Dans mon analyse du récit, je traiterai de l’environnement apocalyptique décrit par Ballard dans son roman.

L’Analyse


Londres sous l’eau, régression génétique et psychique


Le roman de J. G. Ballard décrit un monde englouti par les eaux (hé oui), ce qui constitue une conséquence d’un réchauffement climatique extrêmement violent qui a fait fondre la glace des pôles, ce qui a provoqué une hausse du niveau de la mer  et des océans au point qu’une (très) grande partie du monde se trouve sous les eaux, et en proie à un climat bien trop chaud, sauf aux pôles, où s’est réfugiée l’humanité qui a pu fuir les zones inondées. Ballard rattache les causes de son apocalypse climatique et environnementale à des facteurs externes à l’humanité, tout comme celle qu’il décrit dans La Forêt de cristal, mais contrairement à Sécheresse, où le désastre est explicitement rattaché à l’action humaine. Dans le cas du Monde englouti, Ballard décrit les causes de ce bouleversement dès le deuxième chapitre du roman.

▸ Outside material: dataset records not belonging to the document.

//! Property-based tests for the execution engine.
//!
//! Machines are generated over a small state and symbol space so that random
//! transition tables hit final states, missing instructions, and tape growth
//! in both directions.

use proptest::prelude::*;
use tape_machine::{Instruction, Move, OptionsUpdate, TuringMachine, DEFAULT_BLANK_SYMBOL};

const STATES: [&str; 3] = ["q0", "q1", "q2"];
const SYMBOLS: [char; 3] = ['0', '1', DEFAULT_BLANK_SYMBOL];

fn arbitrary_move() -> impl Strategy<Value = Move> {
    prop_oneof![Just(Move::Left), Just(Move::Right), Just(Move::Stay)]
}

prop_compose! {
    fn arbitrary_instruction()(
        state in 0..STATES.len(),
        symbol in 0..SYMBOLS.len(),
        new_symbol in 0..SYMBOLS.len(),
        movement in arbitrary_move(),
        // The extra slot stands for the final state.
        new_state in 0..=STATES.len(),
    ) -> Instruction {
        Instruction::new(
            STATES[state],
            SYMBOLS[symbol],
            SYMBOLS[new_symbol],
            movement,
            STATES.get(new_state).copied().unwrap_or("!"),
        )
    }
}

prop_compose! {
    fn arbitrary_machine()(
        input in "[01]{0,8}",
        instructions in prop::collection::vec(arbitrary_instruction(), 0..12),
        initial_position in -3i64..12,
    ) -> TuringMachine {
        TuringMachine::new(
            input,
            instructions,
            OptionsUpdate {
                initial_position: Some(initial_position),
                max_steps: Some(50),
                ..OptionsUpdate::default()
            },
        )
    }
}

proptest! {
    #[test]
    fn reading_the_condition_has_no_effect(machine in arbitrary_machine()) {
        let before = machine.clone();
        let first = machine.current_condition();
        let second = machine.current_condition();

        prop_assert_eq!(first, second);
        prop_assert_eq!(machine, before);
    }

    #[test]
    fn stepping_is_deterministic(machine in arbitrary_machine(), steps in 0usize..20) {
        let mut left = machine.clone();
        let mut right = machine;

        for _ in 0..steps {
            prop_assert_eq!(left.step(), right.step());
        }
        prop_assert_eq!(left.current_condition(), right.current_condition());
    }

    #[test]
    fn failed_step_leaves_machine_untouched(machine in arbitrary_machine(), steps in 0usize..20) {
        let mut machine = machine;

        for _ in 0..steps {
            let before = machine.clone();
            if machine.step().is_err() {
                prop_assert_eq!(&machine, &before);
                break;
            }
        }
    }

    #[test]
    fn final_state_is_absorbing(machine in arbitrary_machine()) {
        let mut machine = machine;
        let _ = machine.run();

        if machine.is_final() {
            let before = machine.current_condition();
            prop_assert_eq!(machine.step(), Ok(before.tape_value.clone()));
            prop_assert_eq!(machine.current_condition(), before);
        }
    }

    #[test]
    fn head_stays_on_the_tape_after_a_step(machine in arbitrary_machine(), steps in 1usize..20) {
        let mut machine = machine;

        for _ in 0..steps {
            if machine.is_final() || machine.step().is_err() {
                break;
            }
            // Moving right off the end is the only way past the last cell.
            prop_assert!(machine.head_position() >= 0);
            prop_assert!(machine.head_position() as usize <= machine.tape().len());
        }
    }

    #[test]
    fn reset_restores_the_initial_configuration(
        machine in arbitrary_machine(),
        steps in 0usize..20,
    ) {
        let pristine = machine.clone();
        let mut machine = machine;

        for _ in 0..steps {
            if machine.step().is_err() {
                break;
            }
        }
        machine.reset();

        prop_assert_eq!(machine, pristine);
    }

    #[test]
    fn blank_substitution_commutes_with_stepping(
        machine in arbitrary_machine(),
        steps in 0usize..20,
    ) {
        let mut original = machine.clone();
        let mut substituted = machine;
        prop_assert!(substituted.set_blank_symbol('B').is_ok());

        for _ in 0..steps {
            prop_assert_eq!(original.step().is_ok(), substituted.step().is_ok());

            let expected = original.tape_value().replace(DEFAULT_BLANK_SYMBOL, "B");
            prop_assert_eq!(substituted.tape_value(), expected);
            prop_assert_eq!(substituted.state(), original.state());
            prop_assert_eq!(substituted.head_position(), original.head_position());
            prop_assert_eq!(substituted.step_count(), original.step_count());
        }
    }
}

Une série de tempêtes solaires violentes et soutenues, longues de plusieurs années, provoquées par une soudaine instabilité du soleil, avait agrandi les ceintures de Van Allen et diminué l’attraction terrestre sur les couches extérieures de l’ionosphère. Comme ces dernières s’évanouissaient dans l’espace, affaiblissant la barrière opposée au rayonnement solaire, la température s’était mise à augmenter régulièrement, l’atmosphère surchauffée se dilatant jusqu’à l’ionosphère où s’achevait le cycle.
Dans le monde entier, la température moyenne s’était élevée de plusieurs degrés par an. La plupart des zones tropicales étaient vite devenues inhabitables, des populations entières fuyant vers le nord ou le sud des températures de cinquante-cinq ou soixante degrés. Les régions tempérées, elles, étaient devenues tropicales, l’Europe et l’Amérique du Nord rissolant sous des vagues de chaleur permanentes, si bien qu’il y faisait rarement moins de trente-sept degrés.

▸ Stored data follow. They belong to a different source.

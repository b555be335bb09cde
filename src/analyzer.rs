//! This module provides functions for analyzing Turing Machines to detect common errors
//! and inconsistencies before execution. This includes checks for duplicated instructions,
//! an unreachable final state, unregistered states, unhandled input symbols, and the step budget.

use crate::machine::TuringMachine;
use crate::types::{MachineError, StateId};
use std::collections::HashSet;

/// Represents the findings of an analysis pass over a machine.
#[derive(Debug, PartialEq, Eq, Clone)]
pub enum AnalysisError {
    /// Several instructions share a (state, symbol) pair; the last one wins at lookup.
    DuplicateInstructions(Vec<(StateId, char)>),
    /// The final state is not reachable from the initial state.
    FinalStateUnreachable(StateId),
    /// The initial state has no outgoing instructions and is not the final state.
    InvalidStartState(StateId),
    /// States used by options or instructions that are missing from the attached registry.
    UnregisteredStates(Vec<StateId>),
    /// The input contains symbols that no instruction reads.
    InvalidTapeSymbols(Vec<char>),
    /// `max_steps` is zero, so `run` can never take a step.
    ZeroStepBudget,
}

impl AnalysisError {
    /// Fatal findings make the machine unusable; the rest are warnings.
    pub fn is_fatal(&self) -> bool {
        matches!(
            self,
            AnalysisError::UnregisteredStates(_) | AnalysisError::ZeroStepBudget
        )
    }
}

impl From<AnalysisError> for MachineError {
    /// Converts an `AnalysisError` into a `MachineError::ValidationError`.
    fn from(error: AnalysisError) -> Self {
        MachineError::ValidationError(error.to_string())
    }
}

impl std::fmt::Display for AnalysisError {
    fn fmt(&self, f: &mut std::fmt::Formatter<'_>) -> std::fmt::Result {
        match self {
            AnalysisError::DuplicateInstructions(pairs) => {
                let pairs = pairs
                    .iter()
                    .map(|(state, symbol)| format!("({state}, {symbol})"))
                    .collect::<Vec<_>>()
                    .join(", ");
                write!(f, "Duplicate instructions for {pairs}; the last one is used")
            }
            AnalysisError::FinalStateUnreachable(state) => {
                write!(f, "Final state '{state}' is not reachable from the initial state")
            }
            AnalysisError::InvalidStartState(state) => {
                write!(f, "Initial state '{state}' has no instructions")
            }
            AnalysisError::UnregisteredStates(states) => {
                let states = states
                    .iter()
                    .map(|s| format!("'{s}'"))
                    .collect::<Vec<_>>()
                    .join(", ");
                write!(f, "States not found in the state registry: {states}")
            }
            AnalysisError::InvalidTapeSymbols(symbols) => write!(
                f,
                "Input contains symbols not handled by any instruction: {symbols:?}"
            ),
            AnalysisError::ZeroStepBudget => write!(f, "Maximum number of steps must be positive"),
        }
    }
}

/// Runs every check over `machine` and returns all findings, fatal ones first.
pub fn analyze(machine: &TuringMachine) -> Vec<AnalysisError> {
    let mut findings = [
        check_step_budget,
        check_registered_states,
        check_duplicates,
        check_valid_start_state,
        check_final_state_reachable,
        check_tape_symbols,
    ]
    .iter()
    .filter_map(|f| f(machine).err())
    .collect::<Vec<_>>();

    findings.sort_by_key(|finding| !finding.is_fatal());
    findings
}

/// Fails with the first fatal finding, if any.
///
/// # Returns
///
/// * `Ok(warnings)` with the non-fatal findings.
/// * `Err(MachineError::ValidationError)` if a fatal finding exists.
pub fn validate(machine: &TuringMachine) -> Result<Vec<AnalysisError>, MachineError> {
    let findings = analyze(machine);

    if let Some(fatal) = findings.iter().find(|finding| finding.is_fatal()) {
        return Err(fatal.clone().into());
    }

    Ok(findings)
}

fn check_step_budget(machine: &TuringMachine) -> Result<(), AnalysisError> {
    if machine.options().max_steps == 0 {
        return Err(AnalysisError::ZeroStepBudget);
    }

    Ok(())
}

/// Checks that every state referenced by the options or the instructions is registered.
/// Machines without a registry always pass.
fn check_registered_states(machine: &TuringMachine) -> Result<(), AnalysisError> {
    let Some(registry) = machine.states() else {
        return Ok(());
    };

    let missing: Vec<StateId> = machine
        .referenced_states()
        .into_iter()
        .filter(|state| !registry.contains(state))
        .collect();

    if !missing.is_empty() {
        return Err(AnalysisError::UnregisteredStates(missing));
    }

    Ok(())
}

fn check_duplicates(machine: &TuringMachine) -> Result<(), AnalysisError> {
    let mut seen = HashSet::new();
    let mut duplicates = Vec::new();

    for instruction in machine.instructions() {
        let pair = (instruction.state.clone(), instruction.symbol);
        if !seen.insert(pair.clone()) && !duplicates.contains(&pair) {
            duplicates.push(pair);
        }
    }

    if !duplicates.is_empty() {
        return Err(AnalysisError::DuplicateInstructions(duplicates));
    }

    Ok(())
}

fn check_valid_start_state(machine: &TuringMachine) -> Result<(), AnalysisError> {
    let options = machine.options();

    let has_instructions = machine
        .instructions()
        .iter()
        .any(|i| i.state == options.initial_state);

    if !has_instructions && options.initial_state != options.final_state {
        return Err(AnalysisError::InvalidStartState(
            options.initial_state.clone(),
        ));
    }

    Ok(())
}

/// Checks that some chain of instructions leads from the initial state to the final state.
fn check_final_state_reachable(machine: &TuringMachine) -> Result<(), AnalysisError> {
    let options = machine.options();
    if options.initial_state == options.final_state {
        return Ok(());
    }

    // Walk the transition graph from the initial state.
    let mut visited = HashSet::new();
    let mut queue = vec![&options.initial_state];

    while let Some(state) = queue.pop() {
        if !visited.insert(state) {
            continue;
        }

        for instruction in machine.instructions().iter().filter(|i| &i.state == state) {
            if !visited.contains(&instruction.new_state) {
                queue.push(&instruction.new_state);
            }
        }
    }

    if !visited.contains(&options.final_state) {
        return Err(AnalysisError::FinalStateUnreachable(
            options.final_state.clone(),
        ));
    }

    Ok(())
}

/// Checks that all symbols present in the input are read by at least one instruction.
fn check_tape_symbols(machine: &TuringMachine) -> Result<(), AnalysisError> {
    let handled: HashSet<char> = machine.instructions().iter().map(|i| i.symbol).collect();

    let mut unhandled: Vec<char> = machine
        .input()
        .chars()
        .filter(|c| !handled.contains(c))
        .collect();
    unhandled.sort();
    unhandled.dedup();

    if !unhandled.is_empty() {
        return Err(AnalysisError::InvalidTapeSymbols(unhandled));
    }

    Ok(())
}

#[cfg(test)]
mod tests {
    use super::*;
    use crate::states::StateRegistry;
    use crate::types::{Instruction, Move, OptionsUpdate};

    fn machine(input: &str, instructions: Vec<Instruction>) -> TuringMachine {
        TuringMachine::new(input, instructions, OptionsUpdate::default())
    }

    #[test]
    fn test_valid_machine() {
        let machine = machine(
            "10",
            vec![
                Instruction::new("q0", '1', '1', Move::Right, "q0"),
                Instruction::new("q0", '0', '0', Move::Right, "q1"),
                Instruction::new("q1", 'λ', 'λ', Move::Stay, "!"),
            ],
        );

        assert!(analyze(&machine).is_empty());
        assert_eq!(validate(&machine), Ok(vec![]));
    }

    #[test]
    fn test_duplicate_instructions() {
        let machine = machine(
            "1",
            vec![
                Instruction::new("q0", '1', 'a', Move::Right, "!"),
                Instruction::new("q0", '1', 'b', Move::Right, "!"),
                Instruction::new("q0", '1', 'c', Move::Right, "!"),
            ],
        );

        let findings = analyze(&machine);
        assert_eq!(
            findings,
            vec![AnalysisError::DuplicateInstructions(vec![("q0".into(), '1')])]
        );
        assert!(!findings[0].is_fatal());
    }

    #[test]
    fn test_final_state_unreachable() {
        let machine = machine(
            "",
            vec![
                Instruction::new("q0", 'λ', 'λ', Move::Right, "q1"),
                Instruction::new("q2", 'λ', 'λ', Move::Right, "!"),
            ],
        );

        // "q2" leads into the final state, but nothing leads from "q0" to "q2".
        let findings = analyze(&machine);
        assert_eq!(
            findings,
            vec![AnalysisError::FinalStateUnreachable("!".into())]
        );
        assert_eq!(
            findings[0].to_string(),
            "Final state '!' is not reachable from the initial state"
        );
    }

    #[test]
    fn test_invalid_start_state() {
        let machine = machine("", vec![Instruction::new("q1", 'λ', 'λ', Move::Right, "!")]);

        let findings = analyze(&machine);
        assert!(findings.contains(&AnalysisError::InvalidStartState("q0".into())));
    }

    #[test]
    fn test_unhandled_tape_symbols() {
        let machine = machine(
            "abca",
            vec![Instruction::new("q0", 'a', 'a', Move::Right, "!")],
        );

        assert_eq!(
            analyze(&machine),
            vec![AnalysisError::InvalidTapeSymbols(vec!['b', 'c'])]
        );
    }

    #[test]
    fn test_unregistered_states_are_fatal() {
        let states = StateRegistry::new().with("q0", "q0");
        let machine = machine("", vec![Instruction::new("q0", 'λ', 'λ', Move::Right, "!")])
            .with_states(states);

        let findings = analyze(&machine);
        assert_eq!(
            findings[0],
            AnalysisError::UnregisteredStates(vec!["!".into()])
        );

        let error = validate(&machine).unwrap_err();
        assert_eq!(
            error.to_string(),
            "Program validation error: States not found in the state registry: '!'"
        );
    }

    #[test]
    fn test_zero_step_budget() {
        let mut machine = machine("", vec![Instruction::new("q0", 'λ', 'λ', Move::Right, "!")]);
        machine.set_options(OptionsUpdate {
            max_steps: Some(0),
            ..Default::default()
        });

        assert!(matches!(
            validate(&machine),
            Err(MachineError::ValidationError(_))
        ));
    }
}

Les causes du réchauffement climatique sont ici d’ordre cosmique et liées au soleil, avec notamment une « instabilité du soleil » et des « tempêtes solaires » particulièrement longues, qui ont pour conséquence de détruire l’atmosphère et la couche d’ozone. La destruction de la couche d’ozone, attribuée aujourd’hui à la pollution industrielle humaine, est ici la conséquence de l’activité du soleil. Ballard met ainsi en scène un scénario qui pourrait se réaliser (et est même en train) aujourd’hui à cause de la pollution environnementale, en lui donnant des causes extérieures. Les conséquences sont toutefois les mêmes, puisque « les températures moyennes » augmentent continuellement, rendant certaines zones inhabitables, à cause de la chaleur et de la montée des eaux. Cela crée des vagues migratoires de réfugiés climatiques, qui se réfugient dans les parties encore habitables du globe en perdant plus ou moins de moyens financiers au passage, de la même manière que l’avenir proche (ou le présent ?) de notre réalité.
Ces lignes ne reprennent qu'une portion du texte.